斎王代禊の儀が行われるのは、2023年5月4日の10:00からです。上賀茂神社と下鴨神社で毎年交互に行われ、2023年は上賀茂神社で斎行されます。料金は無料です。

歩射神事(ぶしゃしんじ)
歩射神事は、葵祭で行列が行われる沿道を弓矢で清める神事です。葵祭の安全を祈願する目的で行われます。歩射神事の起源は、平安時代に行われていた魔除けの神事である「射礼の儀」です。弦の音により邪鬼を払うとされています。

賀茂競馬が行われるのは、2023年5月5日の11:00からです。開催場所は下鴨神社で、料金はかかりません。

賀茂競馬(かもくらべうま)
賀茂競馬は、境内の馬場で馬が走る速さを競う神事です。賀茂競馬が始まったのは1093年で、五穀豊穣を願う目的で競馬を上賀茂神社へ献上したことに由来するといわれています。賀茂競馬は京都市登録無形民俗文化財にも登録されており、平安時代の様子を垣間見ることができる貴重な行事の一つです。
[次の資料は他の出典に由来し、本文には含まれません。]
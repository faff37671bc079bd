// ============================================================
// Layer 4 — Token Corpus Index
// ============================================================
// Loads every *.txt file in the corpus directory, splits it into
// paragraphs (one per non-blank line), tokenizes each paragraph
// once, and keeps the resulting id sequences in one flat list.
//
// The flat index position is a paragraph's global identity: the
// sampler asks for "the paragraph after i" by looking at i + 1.
// A parallel per-paragraph document id is recorded so that the
// last paragraph of one file is never treated as having a true
// successor in the next file.
//
// The index is immutable after construction, so it can be shared
// read-only across data-loader workers without locking.
//
// File order is whatever the filesystem returns from read_dir —
// not guaranteed sorted across platforms.

use std::fs::File;
use std::io::{BufRead, BufReader};
use std::path::Path;

use tokenizers::Tokenizer;

use crate::error::PretrainError;

// ─── SpecialTokens ────────────────────────────────────────────────────────────
/// The BERT special-token ids, resolved once from the tokenizer
/// vocabulary and cached for the whole run.
#[derive(Debug, Clone, Copy)]
pub struct SpecialTokens {
    pub cls: u32,
    pub sep: u32,
    pub pad: u32,
    pub unk: u32,
    pub mask: u32,
}

impl SpecialTokens {
    /// Resolve all five special tokens. A vocabulary that lacks
    /// any of them cannot drive this pipeline.
    pub fn resolve(tokenizer: &Tokenizer) -> Result<Self, PretrainError> {
        let lookup = |token: &str| {
            tokenizer.token_to_id(token).ok_or_else(|| {
                PretrainError::Tokenizer(format!("vocabulary has no {token} token"))
            })
        };
        Ok(Self {
            cls: lookup("[CLS]")?,
            sep: lookup("[SEP]")?,
            pad: lookup("[PAD]")?,
            unk: lookup("[UNK]")?,
            mask: lookup("[MASK]")?,
        })
    }
}

// ─── TokenCorpusIndex ─────────────────────────────────────────────────────────
/// In-memory index of every tokenized paragraph in the corpus.
pub struct TokenCorpusIndex {
    /// Token-id sequence per paragraph, in file/line order
    sequences: Vec<Vec<u32>>,

    /// Source document index per paragraph, parallel to
    /// `sequences`
    doc_ids: Vec<u32>,

    /// Cached special-token ids
    specials: SpecialTokens,

    /// Corpus name (directory basename), used in checkpoint
    /// file names
    name: String,
}

impl TokenCorpusIndex {
    /// Build the index from a directory of plain-text files.
    ///
    /// Every `*.txt` file is read line by line; blank lines are
    /// dropped and each surviving line is tokenized independently
    /// (no special tokens added here — the assembler owns those).
    pub fn build(dir: &Path, tokenizer: &Tokenizer) -> Result<Self, PretrainError> {
        let specials = SpecialTokens::resolve(tokenizer)?;

        let mut sequences = Vec::new();
        let mut doc_ids = Vec::new();
        let mut n_docs = 0u32;

        for entry in std::fs::read_dir(dir)? {
            let path = entry?.path();
            if path.extension().and_then(|e| e.to_str()) != Some("txt") {
                continue;
            }

            let reader = BufReader::new(File::open(&path)?);
            let mut n_paragraphs = 0usize;
            for line in reader.lines() {
                let line = line?;
                let paragraph = line.trim();
                if paragraph.is_empty() {
                    continue;
                }

                let encoding = tokenizer.encode(paragraph, false).map_err(|e| {
                    PretrainError::Tokenizer(format!(
                        "cannot encode line in '{}': {e}",
                        path.display()
                    ))
                })?;
                sequences.push(encoding.get_ids().to_vec());
                doc_ids.push(n_docs);
                n_paragraphs += 1;
            }

            tracing::debug!("Indexed '{}': {} paragraphs", path.display(), n_paragraphs);
            n_docs += 1;
        }

        tracing::info!(
            "Corpus index built: {} paragraphs from {} documents",
            sequences.len(),
            n_docs
        );

        let name = dir
            .file_name()
            .and_then(|n| n.to_str())
            .unwrap_or("corpus")
            .to_string();

        Ok(Self { sequences, doc_ids, specials, name })
    }

    /// Number of indexed paragraphs.
    pub fn len(&self) -> usize {
        self.sequences.len()
    }

    pub fn is_empty(&self) -> bool {
        self.sequences.is_empty()
    }

    /// Token ids of paragraph `i`. Pure read, stable across calls.
    pub fn token_ids_at(&self, i: usize) -> &[u32] {
        &self.sequences[i]
    }

    /// True if paragraph `i + 1` exists and belongs to the same
    /// source document, i.e. it is a valid "is-next" partner.
    pub fn has_true_successor(&self, i: usize) -> bool {
        i + 1 < self.sequences.len() && self.doc_ids[i + 1] == self.doc_ids[i]
    }

    pub fn special_tokens(&self) -> SpecialTokens {
        self.specials
    }

    pub fn name(&self) -> &str {
        &self.name
    }

    /// Assemble an index directly from pre-tokenized parts.
    /// Test seam — production code always goes through `build`.
    #[cfg(test)]
    pub(crate) fn from_parts(
        sequences: Vec<Vec<u32>>,
        doc_ids: Vec<u32>,
        specials: SpecialTokens,
    ) -> Self {
        assert_eq!(sequences.len(), doc_ids.len());
        Self { sequences, doc_ids, specials, name: "test".to_string() }
    }
}
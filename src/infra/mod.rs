// ============================================================
// Layer 6 — Infrastructure Layer
// ============================================================
// Cross-cutting persistence and reporting concerns:
//
//   checkpoint.rs      — the durable training snapshot: one
//                        bincode record of {step, model blob,
//                        optimizer blob, scaler state}, rotated
//                        so exactly one file is authoritative
//
//   tokenizer_store.rs — loads the tokenizer vocabulary from
//                        disk, or builds a word-level one from
//                        the corpus on the first run
//
//   metrics.rs         — running-loss accumulators and the
//                        progress line printed at every
//                        checkpoint interval
//
// Nothing in this layer knows about sampling policies or the
// training loop's step arithmetic; it only persists and reports
// what it is handed.

/// Checkpoint writing, rotation, and resumption
pub mod checkpoint;

/// Tokenizer vocabulary persistence
pub mod tokenizer_store;

/// Running losses and elapsed-time reporting
pub mod metrics;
賀茂競馬が行われるのは、2023年5月5日の14:00からです。開催場所は上賀茂神社で、拝観料として1,000円がかかります。

御蔭祭(みかげまつり)
御蔭祭は、葵祭に先立ち新たに生まれた神霊を御蔭山(御蔭神社)から下鴨神社へ迎えるための行事です。祭典が行われたあとは、神霊を背に乗せた神馬とともに供奉の人が下鴨神社まで巡行します。下鴨神社の糺の森では、雅楽や「東游(あずまあそび)の舞」が奉納されます。

御蔭祭が行われるのは、2023年5月12日の9:30からです。開催場所は下鴨神社で、料金は無料です。

まとめ

葵祭は京都三大祭の一つであり、2023年は5月15日に開催予定です。新型コロナウイルスの影響で中止されていた「路頭の儀」も行われます。きらびやかな衣装で行列する様子を一目見ようと、多くの人が注目していることでしょう。有料観覧席はインターネットやコンビニなどで購入できます。

5月1日からは葵祭に関連する祭事も行われるため、見どころが豊富です。平安時代の文化を今に伝える葵祭をぜひ一度観覧してみましょう。